Step 2: Thinking the state transition equation
This step is doing Category Discussion (characters are equal according to the head and tail), to give an analysis of the status definitions:
dp [i] [j] = (s [i] == s [j]) and dp [i + 1] [j - 1]
Analysis of the state transition equation:
(1) "Dynamic programming" fill in fact a two-dimensional table, the relationship between i and j is the i <= j, and therefore, only the upper half of the need to fill this table;
(2) at s [i] == s [j] and the establishment of j - i <3 premise, a conclusion can be directly, dp [i] [j] = true, otherwise it performs a state transition.
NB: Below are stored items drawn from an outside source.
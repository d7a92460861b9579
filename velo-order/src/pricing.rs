//! Pure order pricing: one total per pricing scheme, no side effects.

use crate::models::OrderLine;

/// Progressive discount brackets, evaluated once on the pre-discount sum.
pub const PROGRESSIVE_UPPER_THRESHOLD_CENTS: i64 = 700_000;
pub const PROGRESSIVE_UPPER_RATE: f64 = 0.20;
pub const PROGRESSIVE_LOWER_THRESHOLD_CENTS: i64 = 300_000;
pub const PROGRESSIVE_LOWER_RATE: f64 = 0.10;

/// Sum of line totals, in cents.
pub fn standard_total(lines: &[OrderLine]) -> i64 {
    lines.iter().map(|line| line.line_total_cents()).sum()
}

/// Flat percentage off the pre-discount sum. `percent` is 0-100; rounding
/// is to the nearest cent.
pub fn fixed_discount_total(lines: &[OrderLine], percent: f64) -> i64 {
    let subtotal = standard_total(lines);
    let discount = (subtotal as f64 * percent / 100.0).round() as i64;
    (subtotal - discount).max(0)
}

/// Bracket discount: 20% above the upper threshold, 10% above the lower,
/// otherwise none. The bracket is chosen from the pre-discount sum only.
pub fn progressive_total(lines: &[OrderLine]) -> i64 {
    let subtotal = standard_total(lines);
    let rate = if subtotal > PROGRESSIVE_UPPER_THRESHOLD_CENTS {
        PROGRESSIVE_UPPER_RATE
    } else if subtotal > PROGRESSIVE_LOWER_THRESHOLD_CENTS {
        PROGRESSIVE_LOWER_RATE
    } else {
        0.0
    };
    let discount = (subtotal as f64 * rate).round() as i64;
    (subtotal - discount).max(0)
}
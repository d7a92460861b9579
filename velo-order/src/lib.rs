pub mod models;
pub mod pricing;
pub mod settlement;

pub use models::{Order, OrderError, OrderLine, PricingScheme};
pub use settlement::{SettlementEngine, SettlementError, ShopState};
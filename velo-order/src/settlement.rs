use std::collections::HashMap;

use serde::{Deserialize, Serialize};

use velo_catalog::{Catalog, CatalogError};

use crate::models::Order;

/// Shop-wide order archive and running statistics.
///
/// Mutated only by [`SettlementEngine::ship`]; everything else gets a
/// read-only view.
#[derive(Debug, Clone, Default, PartialEq, Serialize, Deserialize)]
pub struct ShopState {
    orders: Vec<Order>,
    total_units_sold: u64,
    total_revenue_cents: i64,
}

impl ShopState {
    pub fn new() -> Self {
        Self::default()
    }

    /// Rebuild state from persisted parts.
    pub fn from_parts(
        orders: Vec<Order>,
        total_units_sold: u64,
        total_revenue_cents: i64,
    ) -> Self {
        Self {
            orders,
            total_units_sold,
            total_revenue_cents,
        }
    }

    /// Archived orders, in settlement order.
    pub fn orders(&self) -> &[Order] {
        &self.orders
    }

    pub fn total_units_sold(&self) -> u64 {
        self.total_units_sold
    }

    pub fn total_revenue_cents(&self) -> i64 {
        self.total_revenue_cents
    }
}

#[derive(Debug, thiserror::Error, Clone, PartialEq)]
pub enum SettlementError {
    #[error("Insufficient stock for {model}: requested {requested}, available {available}")]
    InsufficientStock {
        model: String,
        requested: u32,
        available: u32,
    },

    #[error(transparent)]
    Catalog(#[from] CatalogError),
}

/// Settles orders against the catalog: the only path by which an order
/// affects stock or statistics.
#[derive(Debug, Clone, Copy, Default)]
pub struct SettlementEngine;

impl SettlementEngine {
    pub fn new() -> Self {
        Self
    }

    /// Read-only availability check for every order line.
    ///
    /// Demand is aggregated per model first: an order naming the same
    /// model on several lines is checked as one combined request.
    pub fn check_availability(
        &self,
        order: &Order,
        catalog: &Catalog,
    ) -> Result<(), SettlementError> {
        let mut demand: HashMap<&str, u32> = HashMap::new();
        for line in order.lines() {
            *demand.entry(line.bike().model()).or_insert(0) += line.quantity();
        }

        for line in order.lines() {
            let model = line.bike().model();
            let requested = demand[model];
            let available = catalog
                .find_by_model(model)
                .map(|record| record.quantity())
                .unwrap_or(0);
            if available < requested {
                return Err(SettlementError::InsufficientStock {
                    model: model.to_string(),
                    requested,
                    available,
                });
            }
        }
        Ok(())
    }

    /// Commit an order: decrement stock per line, archive an independent
    /// copy, and update the running totals.
    ///
    /// All-or-nothing: a refused order leaves catalog and state untouched.
    /// Availability is fully verified before the first decrement.
    pub fn ship(
        &self,
        order: &Order,
        catalog: &mut Catalog,
        state: &mut ShopState,
    ) -> Result<(), SettlementError> {
        self.check_availability(order, catalog)?;

        for line in order.lines() {
            catalog.decrease(line.bike().model(), line.quantity())?;
        }

        state.orders.push(order.clone());
        state.total_units_sold += order.total_units();
        state.total_revenue_cents += order.total_cents();
        Ok(())
    }
}

#[cfg(test)]
mod tests {
    use super::*;
    use crate::models::PricingScheme;
    use velo_catalog::{Bike, Suspension};

    fn trail_x() -> Bike {
        Bike::mountain(
            "Trail-X".to_string(),
            18.0,
            27.5,
            21,
            120_000,
            "RockShox".to_string(),
            Suspension::Hardtail,
        )
        .unwrap()
    }

    fn stocked_catalog(quantity: u32) -> Catalog {
        let mut catalog = Catalog::new();
        catalog.add(trail_x(), quantity).unwrap();
        catalog
    }

    fn order_for(quantity: u32) -> Order {
        let mut order = Order::new("Ira".to_string(), PricingScheme::Standard).unwrap();
        order.add_line(&trail_x(), quantity).unwrap();
        order
    }

    #[test]
    fn test_ship_rejects_insufficient_stock_without_mutation() {
        let mut catalog = stocked_catalog(3);
        let mut state = ShopState::new();
        let order = order_for(5);

        let err = SettlementEngine::new()
            .ship(&order, &mut catalog, &mut state)
            .unwrap_err();
        assert_eq!(
            err,
            SettlementError::InsufficientStock {
                model: "Trail-X".to_string(),
                requested: 5,
                available: 3,
            }
        );

        // Nothing moved: stock, archive and totals are all untouched.
        assert_eq!(catalog.find_by_model("Trail-X").unwrap().quantity(), 3);
        assert_eq!(state, ShopState::new());
    }

    #[test]
    fn test_ship_decrements_archives_and_counts() {
        let mut catalog = stocked_catalog(5);
        let mut state = ShopState::new();
        let engine = SettlementEngine::new();
        let order = order_for(2);

        engine.ship(&order, &mut catalog, &mut state).unwrap();

        assert_eq!(catalog.find_by_model("Trail-X").unwrap().quantity(), 3);
        assert_eq!(state.orders().len(), 1);
        assert_eq!(state.total_units_sold(), 2);
        assert_eq!(state.total_revenue_cents(), 240_000);

        // Re-shipping re-checks from scratch: one more fits, the third
        // attempt finds only 1 unit left and is refused.
        engine.ship(&order, &mut catalog, &mut state).unwrap();
        assert_eq!(catalog.find_by_model("Trail-X").unwrap().quantity(), 1);

        let err = engine.ship(&order, &mut catalog, &mut state).unwrap_err();
        assert!(matches!(err, SettlementError::InsufficientStock { .. }));
        assert_eq!(catalog.find_by_model("Trail-X").unwrap().quantity(), 1);
        assert_eq!(state.orders().len(), 2);
    }

    #[test]
    fn test_check_aggregates_demand_across_lines() {
        let catalog = stocked_catalog(3);
        let mut order = Order::new("Ira".to_string(), PricingScheme::Standard).unwrap();
        order.add_line(&trail_x(), 2).unwrap();
        order.add_line(&trail_x(), 2).unwrap();

        // Each line alone fits the stock of 3; together they do not.
        let err = SettlementEngine::new()
            .check_availability(&order, &catalog)
            .unwrap_err();
        assert_eq!(
            err,
            SettlementError::InsufficientStock {
                model: "Trail-X".to_string(),
                requested: 4,
                available: 3,
            }
        );
    }

    #[test]
    fn test_unknown_model_reads_as_zero_stock() {
        let catalog = Catalog::new();
        let order = order_for(1);

        let err = SettlementEngine::new()
            .check_availability(&order, &catalog)
            .unwrap_err();
        assert_eq!(
            err,
            SettlementError::InsufficientStock {
                model: "Trail-X".to_string(),
                requested: 1,
                available: 0,
            }
        );
    }

    #[test]
    fn test_archived_copy_is_independent_of_later_catalog_edits() {
        let mut catalog = stocked_catalog(5);
        let mut state = ShopState::new();
        let order = order_for(1);

        SettlementEngine::new()
            .ship(&order, &mut catalog, &mut state)
            .unwrap();
        catalog
            .edit("Trail-X", velo_catalog::BikeUpdate::Price(999_900))
            .unwrap();

        // Historical totals stay at the snapshot price.
        assert_eq!(state.orders()[0].total_cents(), 120_000);
    }

    #[test]
    fn test_empty_order_ships_with_zero_effect() {
        let mut catalog = stocked_catalog(1);
        let mut state = ShopState::new();
        let order = Order::new("Ira".to_string(), PricingScheme::Progressive).unwrap();

        SettlementEngine::new()
            .ship(&order, &mut catalog, &mut state)
            .unwrap();
        assert_eq!(state.orders().len(), 1);
        assert_eq!(state.total_units_sold(), 0);
        assert_eq!(state.total_revenue_cents(), 0);
    }
}
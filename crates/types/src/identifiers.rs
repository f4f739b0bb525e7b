//! Domain-specific identifier types.

use rand::Rng;
use serde::{Deserialize, Serialize};
use std::fmt;

/// Program identifier, assigned by the host at creation time.
///
/// Opaque on the wire; the host assigns small decimal strings but voters
/// must never parse or interpret them.
#[derive(Debug, Clone, PartialEq, Eq, Hash, PartialOrd, Ord, Serialize, Deserialize)]
#[serde(transparent)]
pub struct ProgramId(pub String);

impl ProgramId {
    /// Create a program id from any string-like value.
    pub fn new(id: impl Into<String>) -> Self {
        Self(id.into())
    }

    /// Get the id as a string slice.
    pub fn as_str(&self) -> &str {
        &self.0
    }
}

impl fmt::Display for ProgramId {
    fn fmt(&self, f: &mut fmt::Formatter<'_>) -> fmt::Result {
        write!(f, "Program({})", self.0)
    }
}

/// Opaque per-client voter identifier.
///
/// Generated exactly once per voter process lifetime, never per vote, so
/// that host-side dedup collapses client retries into a single counted vote.
#[derive(Debug, Clone, PartialEq, Eq, Hash, PartialOrd, Ord, Serialize, Deserialize)]
#[serde(transparent)]
pub struct VoterId(pub String);

impl VoterId {
    /// Create a voter id from any string-like value.
    pub fn new(id: impl Into<String>) -> Self {
        Self(id.into())
    }

    /// Generate a fresh voter id from the given entropy source.
    pub fn generate(rng: &mut impl Rng) -> Self {
        let raw: u64 = rng.gen();
        Self(format!("user_{raw:016x}"))
    }

    /// Get the id as a string slice.
    pub fn as_str(&self) -> &str {
        &self.0
    }
}

impl fmt::Display for VoterId {
    fn fmt(&self, f: &mut fmt::Formatter<'_>) -> fmt::Result {
        write!(f, "Voter({})", self.0)
    }
}

/// Public identity obtained from the rendezvous transport at startup.
///
/// This is the address voters dial; it is embedded in the join link the
/// host displays. The sync core treats it as an opaque string.
#[derive(Debug, Clone, PartialEq, Eq, Hash, Serialize, Deserialize)]
#[serde(transparent)]
pub struct PeerIdentity(pub String);

impl PeerIdentity {
    /// Create a peer identity from any string-like value.
    pub fn new(id: impl Into<String>) -> Self {
        Self(id.into())
    }

    /// Get the identity as a string slice.
    pub fn as_str(&self) -> &str {
        &self.0
    }
}

impl fmt::Display for PeerIdentity {
    fn fmt(&self, f: &mut fmt::Formatter<'_>) -> fmt::Result {
        write!(f, "{}", self.0)
    }
}

/// Local handle for one point-to-point connection.
///
/// Assigned by whichever side owns the connection; never crosses the wire.
#[derive(Debug, Clone, Copy, PartialEq, Eq, Hash, PartialOrd, Ord)]
pub struct ConnectionId(pub u64);

impl fmt::Display for ConnectionId {
    fn fmt(&self, f: &mut fmt::Formatter<'_>) -> fmt::Result {
        write!(f, "conn-{}", self.0)
    }
}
Note: The classification technique is discussed in turn transfer equation of state structure. Classification of state space, think about what the optimal substructure in the end yes. That is how big the problem is to get the optimal solution from the optimal solution to a small problem.
Step 3: Consider initialization
Initialization time, must be palindromic single character string initialized so the diagonal is 1, i.e., dp [i] [i] = 1.
In fact, the initialization of the parts are omitted. Because only when a certain character is palindromic, dp [i] [i] will not be a state other reference value.
Step 4: Consider the output
as long as a resulting dp [i] [j] = true, is recorded and the length of the substring starting position is not necessary to intercept, but also because the character string taken consumption performance, in this case the recording palindromic substring the "start position" and "palindrome length" button.
Step 5: if a compression state may be considered
as the process of filling, only the reference values of the lower left. In fact it can be compressed, but will increase the number of judges sentence, write and understand the code more difficult, loss readability. Here the state is not compressed.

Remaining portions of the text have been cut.